Professor Brian Logue from the Department of Chemistry and Biochemistry at SDSU and two PhD students will develop techniques to determine the chemical composition of drugs from different manufacturers and create a chemical fingerprint. Logue has been working with many researchers at the new center on security and counterfeit technology projects for 15 years.

Associate Professor Chris Saunders of the Department of Mathematics and Statistics at SDSU, who specializes in quantifying impressions, patterns and traces, will use statistical methods to find out whether a drug may or may not be counterfeit. “DR. Saunders will take the chemical information and statistically analyze the data to group specific drugs from different manufacturers,” said Logue.

Saunders, who has worked with the FBI and the wider intelligence community, has extensive experience applying statistical models to forensic evidence. “Chris is a great addition to the research group,” said Logue. A PhD student will work on the statistics part of the project. SDSU researchers will receive nearly $ 900,000 through the center.

Recognize forgeries

“The incidence of counterfeit drugs in the United States is rare compared to the large number of prescription drugs,” according to the Food and Drug Administration. However, when the ingredients or the pills themselves come from sources outside the United States, counterfeit medicines can reach American consumers.

Tracking down counterfeit drugs is the first step in disrupting sales channels. “Pills with no active ingredients are easy to spot,” says Logue. However, some counterfeiters simply package or shred stale pills that are said to have been destroyed and add a little of the active ingredient to get people to buy the cheaper pills.

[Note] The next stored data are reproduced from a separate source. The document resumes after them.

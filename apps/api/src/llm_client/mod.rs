/// LLM Client — the single point of entry for all Gemini API calls in cvmatch.
///
/// ARCHITECTURAL RULE: No other module may call the generative-language API directly.
/// Chat and embedding transport both live in `gemini`.
///
/// An `LlmClient` owns its conversation history and every mutating call takes
/// `&mut self`. Handlers build one client per request from the shared `ChatModel`,
/// so concurrent requests never interleave turns.
use std::fmt;
use std::str::FromStr;
use std::sync::Arc;

use async_trait::async_trait;
use serde::{Deserialize, Serialize};
use serde_json::{Map, Value};
use thiserror::Error;
use tracing::{debug, warn};

pub mod gemini;
pub mod json;
pub mod prompts;

use self::json::parse_json_reply;
use self::prompts::{INVALID_JSON_SENTINEL, JSON_ONLY_PREFIX, REPAIR_MESSAGE};

#[derive(Debug, Error)]
pub enum LlmError {
    #[error("HTTP error: {0}")]
    Http(#[from] reqwest::Error),

    #[error("API error (status {status}): {message}")]
    Api { status: u16, message: String },

    #[error("JSON parse error: {0}")]
    Parse(#[from] serde_json::Error),

    #[error("Unexpected model reply shape")]
    UnexpectedResponseShape,
}

/// Known Gemini model identifiers. Configuration may still name any other model.
#[derive(Debug, Clone, Copy, PartialEq, Eq)]
pub enum GeminiModel {
    Gemini2Flash,
    Gemini2Flash001,
    Gemini2FlashLite,
    Gemini15Flash,
    Gemini15Flash8b,
    Gemini15Pro,
    TextEmbedding,
    Aqa,
}

impl GeminiModel {
    pub fn all() -> &'static [GeminiModel] {
        &[
            GeminiModel::Gemini2Flash,
            GeminiModel::Gemini2Flash001,
            GeminiModel::Gemini2FlashLite,
            GeminiModel::Gemini15Flash,
            GeminiModel::Gemini15Flash8b,
            GeminiModel::Gemini15Pro,
            GeminiModel::TextEmbedding,
            GeminiModel::Aqa,
        ]
    }

    pub fn as_str(self) -> &'static str {
        match self {
            GeminiModel::Gemini2Flash => "gemini-2.0-flash",
            GeminiModel::Gemini2Flash001 => "gemini-2.0-flash-001",
            GeminiModel::Gemini2FlashLite => "gemini-2.0-flash-lite-preview",
            GeminiModel::Gemini15Flash => "gemini-1.5-flash-latest",
            GeminiModel::Gemini15Flash8b => "gemini-1.5-flash-8b-latest",
            GeminiModel::Gemini15Pro => "gemini-1.5-pro-latest",
            GeminiModel::TextEmbedding => "text-embedding-004",
            GeminiModel::Aqa => "aqa",
        }
    }
}

impl fmt::Display for GeminiModel {
    fn fmt(&self, f: &mut fmt::Formatter<'_>) -> fmt::Result {
        f.write_str(self.as_str())
    }
}

impl FromStr for GeminiModel {
    type Err = String;

    fn from_str(s: &str) -> Result<Self, Self::Err> {
        let name = s.strip_prefix("models/").unwrap_or(s);
        GeminiModel::all()
            .iter()
            .copied()
            .find(|m| m.as_str() == name)
            .ok_or_else(|| format!("unknown Gemini model '{s}'"))
    }
}

#[derive(Debug, Clone, Copy, PartialEq, Eq, Serialize, Deserialize)]
#[serde(rename_all = "lowercase")]
pub enum Role {
    User,
    Model,
}

/// One entry of a conversation history.
#[derive(Debug, Clone, PartialEq, Serialize, Deserialize)]
pub struct Turn {
    pub role: Role,
    pub text: String,
}

impl Turn {
    pub fn user(text: impl Into<String>) -> Self {
        Self {
            role: Role::User,
            text: text.into(),
        }
    }

    pub fn model(text: impl Into<String>) -> Self {
        Self {
            role: Role::Model,
            text: text.into(),
        }
    }
}

/// Remote generative model. Receives the whole history and returns the reply text.
#[async_trait]
pub trait ChatModel: Send + Sync {
    async fn generate(&self, history: &[Turn]) -> Result<String, LlmError>;
}

/// Returns true for the mapping produced when JSON repair is exhausted.
pub fn is_sentinel(map: &Map<String, Value>) -> bool {
    map.len() == 1 && map.contains_key("error")
}

fn sentinel() -> Map<String, Value> {
    let mut map = Map::new();
    map.insert(
        "error".to_string(),
        Value::String(INVALID_JSON_SENTINEL.to_string()),
    );
    map
}

/// Multi-turn client over a `ChatModel`.
pub struct LlmClient {
    model: Arc<dyn ChatModel>,
    history: Vec<Turn>,
}

impl LlmClient {
    pub fn new(model: Arc<dyn ChatModel>) -> Self {
        Self {
            model,
            history: Vec::new(),
        }
    }

    pub fn history(&self) -> &[Turn] {
        &self.history
    }

    /// Appends a user turn, sends the entire history, records and returns the reply.
    /// A remote failure is returned as-is and leaves the user turn in place.
    pub async fn send_message(&mut self, text: &str) -> Result<String, LlmError> {
        self.history.push(Turn::user(text));

        let reply = self.model.generate(&self.history).await?;

        debug!(
            "LLM reply received: turns={}, chars={}",
            self.history.len() + 1,
            reply.len()
        );
        self.history.push(Turn::model(reply.clone()));
        Ok(reply)
    }

    /// Sends `text` with a JSON-only instruction and parses the reply as an object.
    ///
    /// If the reply is not a JSON object, one repair turn is sent. If the repaired
    /// reply still is not an object, the sentinel `{"error": ...}` mapping is
    /// returned instead of an error. Transport failures propagate in both rounds.
    pub async fn send_message_with_json_response(
        &mut self,
        text: &str,
    ) -> Result<Map<String, Value>, LlmError> {
        let reply = self
            .send_message(&format!("{JSON_ONLY_PREFIX}{text}"))
            .await?;
        debug!("Raw JSON reply from model: {reply}");

        match parse_json_reply(&reply) {
            Ok(Value::Object(map)) => return Ok(map),
            Ok(other) => warn!("Model returned non-object JSON ({other}), requesting repair"),
            Err(e) => warn!("JSON parse error ({e}), requesting repair"),
        }

        let repaired = self.send_message(REPAIR_MESSAGE).await?;
        match parse_json_reply(&repaired) {
            Ok(Value::Object(map)) => Ok(map),
            _ => {
                warn!("JSON repair failed, returning sentinel");
                Ok(sentinel())
            }
        }
    }

    pub fn reset_conversation(&mut self) {
        self.history.clear();
    }
}

#[cfg(test)]
mod tests {
    use super::*;
    use crate::test_support::ScriptedChatModel;

    #[tokio::test]
    async fn test_send_message_appends_both_turns() {
        let model = ScriptedChatModel::new(["OK"]);
        let mut client = LlmClient::new(model.clone());

        let reply = client.send_message("Respond with OK").await.unwrap();

        assert_eq!(reply, "OK");
        assert_eq!(
            client.history(),
            &[Turn::user("Respond with OK"), Turn::model("OK")]
        );
    }

    #[tokio::test]
    async fn test_entire_history_is_sent_each_turn() {
        let model = ScriptedChatModel::new(["first", "second"]);
        let mut client = LlmClient::new(model.clone());

        client.send_message("one").await.unwrap();
        client.send_message("two").await.unwrap();

        let calls = model.calls();
        assert_eq!(calls.len(), 2);
        assert_eq!(calls[0], vec![Turn::user("one")]);
        assert_eq!(
            calls[1],
            vec![Turn::user("one"), Turn::model("first"), Turn::user("two")]
        );
    }

    #[tokio::test]
    async fn test_remote_failure_propagates() {
        let model = ScriptedChatModel::failing(503);
        let mut client = LlmClient::new(model);

        let err = client.send_message("hello").await.unwrap_err();

        assert!(matches!(err, LlmError::Api { status: 503, .. }));
        assert_eq!(client.history(), &[Turn::user("hello")]);
    }

    #[tokio::test]
    async fn test_reset_conversation_clears_history() {
        let model = ScriptedChatModel::new(["a"]);
        let mut client = LlmClient::new(model);
        client.send_message("q").await.unwrap();

        client.reset_conversation();

        assert!(client.history().is_empty());
    }

    #[tokio::test]
    async fn test_json_reply_is_prefixed_and_parsed() {
        let model = ScriptedChatModel::new(["```json\n{\"industryScore\": 90}\n```"]);
        let mut client = LlmClient::new(model.clone());

        let map = client
            .send_message_with_json_response("Score this CV")
            .await
            .unwrap();

        assert_eq!(map["industryScore"], 90);
        let sent = &model.calls()[0][0].text;
        assert!(sent.starts_with(JSON_ONLY_PREFIX));
        assert!(sent.ends_with("Score this CV"));
        assert_eq!(model.calls().len(), 1);
    }

    #[tokio::test]
    async fn test_unparsable_reply_triggers_one_repair() {
        let model = ScriptedChatModel::new(["not json at all", "{\"techScore\": 50}"]);
        let mut client = LlmClient::new(model.clone());

        let map = client
            .send_message_with_json_response("Score this CV")
            .await
            .unwrap();

        assert_eq!(map["techScore"], 50);
        let calls = model.calls();
        assert_eq!(calls.len(), 2);
        assert_eq!(calls[1].last().unwrap(), &Turn::user(REPAIR_MESSAGE));
    }

    #[tokio::test]
    async fn test_non_object_reply_triggers_repair() {
        let model = ScriptedChatModel::new(["[1, 2]", "{\"jdScore\": 10}"]);
        let mut client = LlmClient::new(model.clone());

        let map = client.send_message_with_json_response("x").await.unwrap();

        assert_eq!(map["jdScore"], 10);
        assert_eq!(model.calls().len(), 2);
    }

    #[tokio::test]
    async fn test_failed_repair_returns_sentinel() {
        let model = ScriptedChatModel::new(["still prose", "more prose"]);
        let mut client = LlmClient::new(model.clone());

        let map = client.send_message_with_json_response("x").await.unwrap();

        assert!(is_sentinel(&map));
        assert_eq!(map["error"], INVALID_JSON_SENTINEL);
        // exactly one repair attempt
        assert_eq!(model.calls().len(), 2);
        assert_eq!(client.history().len(), 4);
    }

    #[test]
    fn test_is_sentinel_only_matches_lone_error_key() {
        assert!(is_sentinel(&sentinel()));

        let mut with_scores = sentinel();
        with_scores.insert("industryScore".to_string(), Value::from(10));
        assert!(!is_sentinel(&with_scores));
        assert!(!is_sentinel(&Map::new()));
    }

    #[test]
    fn test_gemini_model_round_trips_through_str() {
        for model in GeminiModel::all() {
            assert_eq!(model.as_str().parse::<GeminiModel>().unwrap(), *model);
        }
        assert_eq!(
            "models/gemini-2.0-flash".parse::<GeminiModel>().unwrap(),
            GeminiModel::Gemini2Flash
        );
        assert!("gpt-4".parse::<GeminiModel>().is_err());
    }

    #[test]
    fn test_role_serializes_lowercase() {
        assert_eq!(serde_json::to_string(&Role::Model).unwrap(), "\"model\"");
    }
}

Logue and his team develop methods of concentrating and extracting the compounds, using different brands of aspirin for proof-of-concept testing. “First we will analyze what is legal and then see what does not fit the profile,” explained Logue, noting that drugs that lower cholesterol and treat erectile dysfunction are among the most common counterfeit drugs.

Initially, the SDSU researchers will concentrate on drugs, later the project will be expanded to include controlled substances. To work with these, they must be licensed from the US Drug Enforcement Authority. “We need to make sure we have the right security measures in place,” said Logue.

“If we can determine where the counterfeit chemicals are coming from, we can work with other team members and experts to disrupt the supply chain and distribution network,” he concluded.